Later on, the comedian uses this line again in regards to Cosby, reacting to the allegations with shock and recalling a story in which a woman in the audience of another show heckled him for his Cosby commentary. "Does she think that maybe I don't have empathy for Cosby's alleged victims?" Chappelle asks the audience in Hollywood. "And I would be remiss if I didn't remind you that technically these are all still allegations. Although, I admit it looks very bad."
Chappelle goes on to talk about how Cosby was his hero to growing up and how hard it's been for him to come to terms with the allegations. "It's like if you heard that chocolate ice cream itself had raped 54 people," Chappelle remarks in the special. At the end of The Age of Spin, the 43-year-old comedian later recounts some of Cosby's accomplishments that have meant a lot to him: Cosby was the first black man to win an Emmy in TV, he made the first cartoon with black characters having accurate face proportions, and he made sure his highly rated Cosby Show represented positive images of African Americans.
Chappelle also mentions an unconfirmed rumor that Cosby may have paid for the PA system that Martin Luther King Jr. used during his famous "I Have a Dream" speech. That causes Chappelle to repeat his movie pitch summation in regards to the allegations against his own fallen hero: "He rapes, but he saves, and he saves more than he rapes, but he probably does rape."

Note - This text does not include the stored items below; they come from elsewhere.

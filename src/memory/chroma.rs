//! ChromaDB backend over the REST v1 API
//!
//! Embeddings are computed client-side with the hashing embedder; Chroma
//! only stores and ranks them. Metadata values must be scalars, so nested
//! values are sent as JSON strings.

use crate::errors::{AlfredError, Result};
use crate::memory::embedding::embed;
use crate::memory::store::MemoryStore;
use crate::memory::types::{MemoryRecord, Metadata};
use async_trait::async_trait;
use reqwest::Client;
use serde::Deserialize;
use serde_json::{json, Value};
use std::time::Duration;
use tokio::sync::RwLock;
use tracing::{debug, info};

#[derive(Debug, Deserialize)]
struct CollectionResponse {
    id: String,
}

#[derive(Debug, Deserialize)]
struct GetResponse {
    ids: Vec<String>,
    #[serde(default)]
    documents: Option<Vec<Option<String>>>,
    #[serde(default)]
    metadatas: Option<Vec<Option<Metadata>>>,
}

#[derive(Debug, Deserialize)]
struct QueryResponse {
    ids: Vec<Vec<String>>,
    #[serde(default)]
    documents: Option<Vec<Vec<Option<String>>>>,
    #[serde(default)]
    metadatas: Option<Vec<Vec<Option<Metadata>>>>,
}

pub struct ChromaStore {
    http: Client,
    base_url: String,
    collection: String,
    collection_id: RwLock<String>,
}

impl ChromaStore {
    /// Connect and get-or-create the collection
    pub async fn connect(base_url: &str, collection: &str, timeout_secs: u64) -> Result<Self> {
        let http = Client::builder()
            .timeout(Duration::from_secs(timeout_secs))
            .build()?;
        let base_url = base_url.trim_end_matches('/').to_string();

        let id = create_collection(&http, &base_url, collection).await?;
        info!(url = %base_url, collection, "Connected to ChromaDB");

        Ok(Self {
            http,
            base_url,
            collection: collection.to_string(),
            collection_id: RwLock::new(id),
        })
    }

    async fn endpoint(&self, action: &str) -> String {
        let id = self.collection_id.read().await;
        format!("{}/api/v1/collections/{}/{}", self.base_url, id, action)
    }

    async fn post(&self, action: &str, body: Value) -> Result<reqwest::Response> {
        let url = self.endpoint(action).await;
        debug!(url = %url, "ChromaDB request");
        let response = self.http.post(&url).json(&body).send().await?;
        check(response).await
    }
}

async fn create_collection(http: &Client, base_url: &str, name: &str) -> Result<String> {
    let response = http
        .post(format!("{}/api/v1/collections", base_url))
        .json(&json!({
            "name": name,
            "metadata": { "description": "Alfred's persistent memory store" },
            "get_or_create": true,
        }))
        .send()
        .await
        .map_err(|e| AlfredError::Memory(format!("cannot reach ChromaDB at {}: {}", base_url, e)))?;
    let collection: CollectionResponse = check(response).await?.json().await?;
    Ok(collection.id)
}

async fn check(response: reqwest::Response) -> Result<reqwest::Response> {
    let status = response.status();
    if status.is_success() {
        return Ok(response);
    }
    let body = response.text().await.unwrap_or_default();
    Err(AlfredError::Memory(format!("ChromaDB error {}: {}", status, body.trim())))
}

/// Flatten non-scalar values to JSON strings
pub fn scalar_metadata(metadata: &Metadata) -> Metadata {
    metadata
        .iter()
        .filter(|(_, v)| !v.is_null())
        .map(|(k, v)| {
            let value = match v {
                Value::Array(_) | Value::Object(_) => Value::String(v.to_string()),
                other => other.clone(),
            };
            (k.clone(), value)
        })
        .collect()
}

fn zip_records(
    ids: Vec<String>,
    documents: Option<Vec<Option<String>>>,
    metadatas: Option<Vec<Option<Metadata>>>,
) -> Vec<MemoryRecord> {
    let documents = documents.unwrap_or_default();
    let metadatas = metadatas.unwrap_or_default();
    ids.into_iter()
        .enumerate()
        .map(|(i, id)| MemoryRecord {
            id,
            document: documents.get(i).cloned().flatten().unwrap_or_default(),
            metadata: metadatas.get(i).cloned().flatten().unwrap_or_default(),
        })
        .collect()
}

#[async_trait]
impl MemoryStore for ChromaStore {
    fn backend(&self) -> &str {
        "chromadb"
    }

    async fn add(&self, record: MemoryRecord) -> Result<()> {
        self.post(
            "add",
            json!({
                "ids": [record.id],
                "embeddings": [embed(&record.document)],
                "documents": [record.document],
                "metadatas": [scalar_metadata(&record.metadata)],
            }),
        )
        .await?;
        Ok(())
    }

    async fn query(&self, text: &str, limit: usize) -> Result<Vec<MemoryRecord>> {
        let response: QueryResponse = self
            .post(
                "query",
                json!({
                    "query_embeddings": [embed(text)],
                    "n_results": limit,
                    "include": ["documents", "metadatas"],
                }),
            )
            .await?
            .json()
            .await?;

        let ids = response.ids.into_iter().next().unwrap_or_default();
        let documents = response.documents.and_then(|d| d.into_iter().next());
        let metadatas = response.metadatas.and_then(|m| m.into_iter().next());
        Ok(zip_records(ids, documents, metadatas))
    }

    async fn all(&self) -> Result<Vec<MemoryRecord>> {
        let response: GetResponse = self
            .post("get", json!({ "include": ["documents", "metadatas"] }))
            .await?
            .json()
            .await?;
        Ok(zip_records(response.ids, response.documents, response.metadatas))
    }

    async fn count(&self) -> Result<usize> {
        let url = self.endpoint("count").await;
        let response = check(self.http.get(&url).send().await?).await?;
        Ok(response.json::<usize>().await?)
    }

    async fn clear(&self) -> Result<()> {
        let url = format!("{}/api/v1/collections/{}", self.base_url, self.collection);
        check(self.http.delete(&url).send().await?).await?;

        let id = create_collection(&self.http, &self.base_url, &self.collection).await?;
        *self.collection_id.write().await = id;
        info!(collection = %self.collection, "ChromaDB collection recreated");
        Ok(())
    }
}

#[cfg(test)]
mod tests {
    use super::*;
    use crate::memory::embedding::EMBEDDING_DIM;
    use std::sync::{Arc, Mutex};
    use tokio::io::{AsyncReadExt, AsyncWriteExt};
    use tokio::net::{TcpListener, TcpStream};

    type Requests = Arc<Mutex<Vec<(String, String, Value)>>>;

    async fn read_request(stream: &mut TcpStream) -> (String, String, Value) {
        let mut buf = Vec::new();
        let mut chunk = [0u8; 4096];
        let header_end = loop {
            let n = stream.read(&mut chunk).await.unwrap();
            assert!(n > 0, "connection closed before headers");
            buf.extend_from_slice(&chunk[..n]);
            if let Some(pos) = buf.windows(4).position(|w| w == b"\r\n\r\n") {
                break pos + 4;
            }
        };

        let head = String::from_utf8_lossy(&buf[..header_end]).to_string();
        let mut lines = head.lines();
        let mut request_line = lines.next().unwrap().split_whitespace();
        let method = request_line.next().unwrap().to_string();
        let path = request_line.next().unwrap().to_string();
        let length = lines
            .filter_map(|line| line.split_once(':'))
            .find(|(name, _)| name.eq_ignore_ascii_case("content-length"))
            .map(|(_, value)| value.trim().parse::<usize>().unwrap())
            .unwrap_or(0);

        while buf.len() < header_end + length {
            let n = stream.read(&mut chunk).await.unwrap();
            assert!(n > 0, "connection closed before body");
            buf.extend_from_slice(&chunk[..n]);
        }
        let body = if length == 0 {
            Value::Null
        } else {
            serde_json::from_slice(&buf[header_end..header_end + length]).unwrap()
        };
        (method, path, body)
    }

    fn route(method: &str, path: &str, created: &mut usize) -> (&'static str, Value) {
        match method {
            "POST" if path == "/api/v1/collections" => {
                *created += 1;
                ("200 OK", json!({ "id": format!("c{}", created) }))
            }
            "POST" if path.ends_with("/add") => ("201 Created", json!(true)),
            "POST" if path.ends_with("/query") => (
                "200 OK",
                json!({
                    "ids": [["m1"]],
                    "documents": [["Fact: the sky is blue"]],
                    "metadatas": [[{ "type": "fact" }]],
                    "distances": [[0.1]],
                }),
            ),
            "POST" if path.ends_with("/get") => (
                "200 OK",
                json!({
                    "ids": ["m1", "m2"],
                    "documents": ["one", "two"],
                    "metadatas": [{ "type": "fact" }, null],
                }),
            ),
            "GET" if path.ends_with("/count") => ("200 OK", json!(2)),
            "DELETE" => ("200 OK", json!({})),
            _ => ("404 Not Found", json!({ "error": "no route" })),
        }
    }

    /// Minimal Chroma REST server recording every request
    async fn spawn_chroma() -> (String, Requests) {
        let listener = TcpListener::bind("127.0.0.1:0").await.unwrap();
        let addr = listener.local_addr().unwrap();
        let requests: Requests = Arc::new(Mutex::new(Vec::new()));
        let seen = requests.clone();

        tokio::spawn(async move {
            let mut created = 0;
            while let Ok((mut stream, _)) = listener.accept().await {
                let (method, path, body) = read_request(&mut stream).await;
                let (status, reply) = route(&method, &path, &mut created);
                seen.lock().unwrap().push((method, path, body));

                let payload = reply.to_string();
                let response = format!(
                    "HTTP/1.1 {}\r\nContent-Type: application/json\r\nContent-Length: {}\r\nConnection: close\r\n\r\n{}",
                    status,
                    payload.len(),
                    payload
                );
                stream.write_all(response.as_bytes()).await.unwrap();
                let _ = stream.shutdown().await;
            }
        });

        (format!("http://{}", addr), requests)
    }

    #[tokio::test]
    async fn test_rest_round_trip() {
        let (url, requests) = spawn_chroma().await;
        let store = ChromaStore::connect(&format!("{}/", url), "alfred_memory", 5)
            .await
            .unwrap();

        let mut metadata = Metadata::new();
        metadata.insert("type".into(), json!("fact"));
        metadata.insert("tags".into(), json!(["sky"]));
        let record = MemoryRecord::new("Fact: the sky is blue", metadata);
        let record_id = record.id.clone();
        store.add(record).await.unwrap();

        let hits = store.query("sky colour", 3).await.unwrap();
        assert_eq!(hits.len(), 1);
        assert_eq!(hits[0].id, "m1");
        assert_eq!(hits[0].document, "Fact: the sky is blue");
        assert_eq!(hits[0].kind(), Some("fact"));

        let all = store.all().await.unwrap();
        assert_eq!(all.len(), 2);
        assert_eq!(all[1].document, "two");
        assert!(all[1].metadata.is_empty());

        assert_eq!(store.count().await.unwrap(), 2);

        store.clear().await.unwrap();
        store
            .add(MemoryRecord::new("after clear", Metadata::new()))
            .await
            .unwrap();

        let requests = requests.lock().unwrap().clone();
        let calls: Vec<(&str, &str)> = requests
            .iter()
            .map(|(method, path, _)| (method.as_str(), path.as_str()))
            .collect();
        assert_eq!(
            calls,
            vec![
                ("POST", "/api/v1/collections"),
                ("POST", "/api/v1/collections/c1/add"),
                ("POST", "/api/v1/collections/c1/query"),
                ("POST", "/api/v1/collections/c1/get"),
                ("GET", "/api/v1/collections/c1/count"),
                ("DELETE", "/api/v1/collections/alfred_memory"),
                ("POST", "/api/v1/collections"),
                ("POST", "/api/v1/collections/c2/add"),
            ]
        );

        let create = &requests[0].2;
        assert_eq!(create["name"], "alfred_memory");
        assert_eq!(create["get_or_create"], true);

        let add = &requests[1].2;
        assert_eq!(add["ids"][0], record_id.as_str());
        assert_eq!(add["documents"][0], "Fact: the sky is blue");
        assert_eq!(add["metadatas"][0]["tags"], r#"["sky"]"#);
        assert_eq!(add["embeddings"][0].as_array().unwrap().len(), EMBEDDING_DIM);

        let query = &requests[2].2;
        assert_eq!(query["n_results"], 3);
        assert_eq!(
            query["query_embeddings"][0].as_array().unwrap().len(),
            EMBEDDING_DIM
        );
        assert_eq!(query["include"], json!(["documents", "metadatas"]));
        assert_eq!(requests[4].2, Value::Null);
    }

    #[tokio::test]
    async fn test_unreachable_server_is_memory_error() {
        let listener = TcpListener::bind("127.0.0.1:0").await.unwrap();
        let addr = listener.local_addr().unwrap();
        drop(listener);

        match ChromaStore::connect(&format!("http://{}", addr), "alfred_memory", 2).await {
            Err(AlfredError::Memory(msg)) => assert!(msg.contains("cannot reach ChromaDB")),
            Err(other) => panic!("unexpected error: {:?}", other),
            Ok(_) => panic!("connected to a closed port"),
        }
    }

    #[test]
    fn test_scalar_metadata() {
        let mut metadata = Metadata::new();
        metadata.insert("type".into(), json!("fact"));
        metadata.insert("count".into(), json!(3));
        metadata.insert("tags".into(), json!(["a", "b"]));
        metadata.insert("gone".into(), Value::Null);

        let flat = scalar_metadata(&metadata);
        assert_eq!(flat["type"], "fact");
        assert_eq!(flat["count"], 3);
        assert_eq!(flat["tags"], r#"["a","b"]"#);
        assert!(!flat.contains_key("gone"));
    }

    #[test]
    fn test_parse_query_response() {
        let raw = r#"{"ids":[["a","b"]],"documents":[["doc a",null]],
                      "metadatas":[[{"type":"fact"},null]],"distances":[[0.1,0.2]]}"#;
        let response: QueryResponse = serde_json::from_str(raw).unwrap();
        let ids = response.ids.into_iter().next().unwrap();
        let docs = response.documents.and_then(|d| d.into_iter().next());
        let metas = response.metadatas.and_then(|m| m.into_iter().next());
        let records = zip_records(ids, docs, metas);

        assert_eq!(records.len(), 2);
        assert_eq!(records[0].document, "doc a");
        assert_eq!(records[0].kind(), Some("fact"));
        assert_eq!(records[1].document, "");
    }
}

It's important to take note of Chappelle's order of words here. Yes, he does point out that Cosby is an accomplished man who has helped many people, but Chappelle's "he rapes, but he saves" refrain begins and ends with the allegations that Cosby committed a horrible crime, allegations that should not be overlooked, whether the accused is a fictional superhero or an incredibly successful, groundbreaking comedian.